Data in this exercise >>
<<<<

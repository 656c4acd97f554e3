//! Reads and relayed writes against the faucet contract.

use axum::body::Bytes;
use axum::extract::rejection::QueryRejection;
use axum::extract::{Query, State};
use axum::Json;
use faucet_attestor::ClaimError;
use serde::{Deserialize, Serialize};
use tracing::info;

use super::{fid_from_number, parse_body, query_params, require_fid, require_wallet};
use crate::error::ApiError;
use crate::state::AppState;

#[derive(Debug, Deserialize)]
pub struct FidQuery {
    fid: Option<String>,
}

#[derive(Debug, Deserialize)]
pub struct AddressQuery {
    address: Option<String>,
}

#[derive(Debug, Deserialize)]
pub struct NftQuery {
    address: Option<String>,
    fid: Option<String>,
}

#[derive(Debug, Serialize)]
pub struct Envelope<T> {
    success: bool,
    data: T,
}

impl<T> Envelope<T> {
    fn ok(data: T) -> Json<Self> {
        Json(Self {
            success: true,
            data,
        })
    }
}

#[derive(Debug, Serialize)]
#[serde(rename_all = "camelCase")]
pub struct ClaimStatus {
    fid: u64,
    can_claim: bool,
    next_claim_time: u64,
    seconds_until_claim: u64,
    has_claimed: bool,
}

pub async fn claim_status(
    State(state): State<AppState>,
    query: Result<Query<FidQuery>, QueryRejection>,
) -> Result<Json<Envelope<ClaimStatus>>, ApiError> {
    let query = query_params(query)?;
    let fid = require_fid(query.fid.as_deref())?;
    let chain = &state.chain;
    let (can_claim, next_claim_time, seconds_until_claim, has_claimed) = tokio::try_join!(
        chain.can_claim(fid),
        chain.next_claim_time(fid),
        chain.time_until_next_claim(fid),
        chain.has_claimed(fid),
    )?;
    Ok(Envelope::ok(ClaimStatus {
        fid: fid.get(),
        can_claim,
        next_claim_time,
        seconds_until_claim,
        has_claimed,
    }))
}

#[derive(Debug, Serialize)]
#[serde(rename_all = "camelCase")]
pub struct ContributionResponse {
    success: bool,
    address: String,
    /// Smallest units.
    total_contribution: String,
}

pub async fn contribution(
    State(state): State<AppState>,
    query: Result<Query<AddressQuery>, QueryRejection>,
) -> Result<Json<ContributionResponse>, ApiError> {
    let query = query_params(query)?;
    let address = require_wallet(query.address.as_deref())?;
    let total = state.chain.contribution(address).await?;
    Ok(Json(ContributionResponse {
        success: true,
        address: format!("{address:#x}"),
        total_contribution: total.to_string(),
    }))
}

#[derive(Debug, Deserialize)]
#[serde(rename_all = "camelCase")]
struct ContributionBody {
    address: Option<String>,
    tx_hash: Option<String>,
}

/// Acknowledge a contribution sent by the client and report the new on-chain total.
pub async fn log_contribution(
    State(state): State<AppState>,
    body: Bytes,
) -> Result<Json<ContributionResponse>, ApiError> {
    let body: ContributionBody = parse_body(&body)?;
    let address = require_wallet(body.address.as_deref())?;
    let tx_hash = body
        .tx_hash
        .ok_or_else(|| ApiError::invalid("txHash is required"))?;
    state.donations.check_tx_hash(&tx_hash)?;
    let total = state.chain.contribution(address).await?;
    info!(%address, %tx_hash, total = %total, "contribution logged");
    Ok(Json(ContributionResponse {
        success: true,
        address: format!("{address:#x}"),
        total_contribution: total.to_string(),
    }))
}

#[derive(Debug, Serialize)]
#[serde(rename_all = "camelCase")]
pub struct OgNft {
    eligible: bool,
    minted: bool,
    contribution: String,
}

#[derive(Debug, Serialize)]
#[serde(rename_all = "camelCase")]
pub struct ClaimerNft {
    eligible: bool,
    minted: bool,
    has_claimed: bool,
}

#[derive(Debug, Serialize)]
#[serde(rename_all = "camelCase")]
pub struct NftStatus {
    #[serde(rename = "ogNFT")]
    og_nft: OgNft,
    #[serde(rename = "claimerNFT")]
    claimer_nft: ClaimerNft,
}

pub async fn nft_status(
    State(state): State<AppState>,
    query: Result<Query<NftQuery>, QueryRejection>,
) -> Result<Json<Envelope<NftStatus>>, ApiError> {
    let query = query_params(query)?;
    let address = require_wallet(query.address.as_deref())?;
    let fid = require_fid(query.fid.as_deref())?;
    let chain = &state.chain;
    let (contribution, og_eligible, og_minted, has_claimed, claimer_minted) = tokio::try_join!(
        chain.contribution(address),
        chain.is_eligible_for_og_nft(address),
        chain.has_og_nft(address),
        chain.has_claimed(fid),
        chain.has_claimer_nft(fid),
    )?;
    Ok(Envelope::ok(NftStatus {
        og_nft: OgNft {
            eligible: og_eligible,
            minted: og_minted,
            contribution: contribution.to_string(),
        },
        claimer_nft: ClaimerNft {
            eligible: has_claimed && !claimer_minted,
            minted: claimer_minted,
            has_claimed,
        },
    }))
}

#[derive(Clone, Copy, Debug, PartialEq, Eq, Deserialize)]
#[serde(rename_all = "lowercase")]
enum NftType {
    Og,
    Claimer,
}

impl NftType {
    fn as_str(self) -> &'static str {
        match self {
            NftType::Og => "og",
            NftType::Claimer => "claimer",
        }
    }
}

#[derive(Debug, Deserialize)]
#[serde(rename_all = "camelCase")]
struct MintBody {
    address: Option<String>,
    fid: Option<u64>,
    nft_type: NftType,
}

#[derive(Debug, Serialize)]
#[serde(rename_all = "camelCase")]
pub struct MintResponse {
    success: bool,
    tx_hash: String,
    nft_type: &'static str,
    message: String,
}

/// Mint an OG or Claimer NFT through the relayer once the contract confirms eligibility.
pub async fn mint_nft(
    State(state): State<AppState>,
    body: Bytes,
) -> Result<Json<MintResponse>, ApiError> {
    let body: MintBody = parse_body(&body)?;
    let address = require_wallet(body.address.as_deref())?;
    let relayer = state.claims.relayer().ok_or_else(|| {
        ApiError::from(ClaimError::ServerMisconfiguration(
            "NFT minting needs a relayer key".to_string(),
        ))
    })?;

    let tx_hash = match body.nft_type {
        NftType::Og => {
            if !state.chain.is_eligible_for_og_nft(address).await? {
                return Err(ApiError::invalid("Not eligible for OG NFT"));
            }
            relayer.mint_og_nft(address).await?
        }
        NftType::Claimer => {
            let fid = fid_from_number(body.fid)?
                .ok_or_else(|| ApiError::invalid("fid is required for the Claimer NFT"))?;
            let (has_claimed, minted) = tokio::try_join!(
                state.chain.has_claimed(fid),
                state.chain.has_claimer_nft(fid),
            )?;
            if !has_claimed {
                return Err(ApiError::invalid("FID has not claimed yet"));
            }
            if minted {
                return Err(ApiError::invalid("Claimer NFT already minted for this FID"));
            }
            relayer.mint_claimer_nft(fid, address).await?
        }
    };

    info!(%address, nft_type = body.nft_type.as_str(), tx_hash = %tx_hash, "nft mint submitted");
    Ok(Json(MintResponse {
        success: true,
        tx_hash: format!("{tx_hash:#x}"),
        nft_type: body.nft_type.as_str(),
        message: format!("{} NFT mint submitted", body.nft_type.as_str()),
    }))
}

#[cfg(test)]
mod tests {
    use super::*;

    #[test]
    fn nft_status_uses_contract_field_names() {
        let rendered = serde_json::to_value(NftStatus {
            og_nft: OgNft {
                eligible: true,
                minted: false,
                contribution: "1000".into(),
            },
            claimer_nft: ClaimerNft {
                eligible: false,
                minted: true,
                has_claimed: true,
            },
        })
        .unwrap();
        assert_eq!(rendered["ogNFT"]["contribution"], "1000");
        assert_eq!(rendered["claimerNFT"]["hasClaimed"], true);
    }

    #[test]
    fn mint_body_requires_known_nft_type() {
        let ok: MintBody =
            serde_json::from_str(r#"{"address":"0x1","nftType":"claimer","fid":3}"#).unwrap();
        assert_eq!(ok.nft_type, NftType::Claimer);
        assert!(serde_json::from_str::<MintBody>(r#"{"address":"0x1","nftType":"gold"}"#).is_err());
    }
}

>>>>
<<<<

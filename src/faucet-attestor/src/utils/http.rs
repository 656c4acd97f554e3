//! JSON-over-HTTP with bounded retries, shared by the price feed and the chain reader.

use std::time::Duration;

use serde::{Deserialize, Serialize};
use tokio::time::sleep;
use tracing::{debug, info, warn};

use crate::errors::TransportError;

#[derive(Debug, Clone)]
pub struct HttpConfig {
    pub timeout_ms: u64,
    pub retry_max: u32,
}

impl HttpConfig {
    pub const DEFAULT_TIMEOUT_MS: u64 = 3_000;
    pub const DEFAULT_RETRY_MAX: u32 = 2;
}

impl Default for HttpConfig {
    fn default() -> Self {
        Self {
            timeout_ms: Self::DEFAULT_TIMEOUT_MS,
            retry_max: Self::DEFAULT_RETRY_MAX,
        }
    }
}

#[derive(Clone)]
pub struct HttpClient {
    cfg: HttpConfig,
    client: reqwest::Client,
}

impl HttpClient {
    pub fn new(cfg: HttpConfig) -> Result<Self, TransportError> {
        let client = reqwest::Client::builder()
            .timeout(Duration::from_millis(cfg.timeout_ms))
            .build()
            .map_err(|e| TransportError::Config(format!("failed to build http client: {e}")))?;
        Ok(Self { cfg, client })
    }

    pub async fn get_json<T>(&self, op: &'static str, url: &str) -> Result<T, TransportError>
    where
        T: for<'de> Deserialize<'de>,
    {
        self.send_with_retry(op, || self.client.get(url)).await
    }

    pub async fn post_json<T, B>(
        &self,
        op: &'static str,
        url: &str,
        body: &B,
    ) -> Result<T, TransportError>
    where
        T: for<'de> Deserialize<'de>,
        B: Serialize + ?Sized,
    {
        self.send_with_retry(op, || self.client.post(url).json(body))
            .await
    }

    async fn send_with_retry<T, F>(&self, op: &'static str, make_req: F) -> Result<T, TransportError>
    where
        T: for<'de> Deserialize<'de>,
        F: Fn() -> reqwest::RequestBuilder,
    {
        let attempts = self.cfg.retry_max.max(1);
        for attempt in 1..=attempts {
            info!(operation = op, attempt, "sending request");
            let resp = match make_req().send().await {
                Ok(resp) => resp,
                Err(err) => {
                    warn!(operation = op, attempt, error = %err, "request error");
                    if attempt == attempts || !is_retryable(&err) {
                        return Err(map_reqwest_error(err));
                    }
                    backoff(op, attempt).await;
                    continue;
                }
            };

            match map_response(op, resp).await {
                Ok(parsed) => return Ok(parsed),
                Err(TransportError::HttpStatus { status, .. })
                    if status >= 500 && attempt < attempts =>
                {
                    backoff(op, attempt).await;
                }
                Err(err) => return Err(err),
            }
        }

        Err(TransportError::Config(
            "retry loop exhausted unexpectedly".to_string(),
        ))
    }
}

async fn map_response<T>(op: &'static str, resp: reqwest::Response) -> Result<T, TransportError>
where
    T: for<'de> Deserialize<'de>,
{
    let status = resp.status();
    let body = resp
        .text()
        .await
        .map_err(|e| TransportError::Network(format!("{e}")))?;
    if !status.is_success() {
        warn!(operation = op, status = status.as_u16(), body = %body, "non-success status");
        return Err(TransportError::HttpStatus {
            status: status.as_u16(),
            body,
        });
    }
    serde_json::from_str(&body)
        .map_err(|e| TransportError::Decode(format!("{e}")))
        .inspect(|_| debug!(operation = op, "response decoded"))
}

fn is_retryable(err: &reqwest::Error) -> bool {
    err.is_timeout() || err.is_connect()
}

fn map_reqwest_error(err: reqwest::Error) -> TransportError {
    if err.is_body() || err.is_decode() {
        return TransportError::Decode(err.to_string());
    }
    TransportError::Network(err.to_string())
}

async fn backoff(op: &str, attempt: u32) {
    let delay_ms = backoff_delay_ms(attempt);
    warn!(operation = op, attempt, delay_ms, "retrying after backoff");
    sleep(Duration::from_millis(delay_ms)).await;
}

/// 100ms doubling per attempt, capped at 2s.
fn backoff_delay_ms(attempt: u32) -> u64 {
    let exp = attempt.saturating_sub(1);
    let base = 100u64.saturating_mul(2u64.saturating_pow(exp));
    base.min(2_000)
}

>>>>

Where a line in the material above holds "MintResponse", copy that line.

Solution to this task >>
pub struct MintResponse {
) -> Result<Json<MintResponse>, ApiError> {
    Ok(Json(MintResponse {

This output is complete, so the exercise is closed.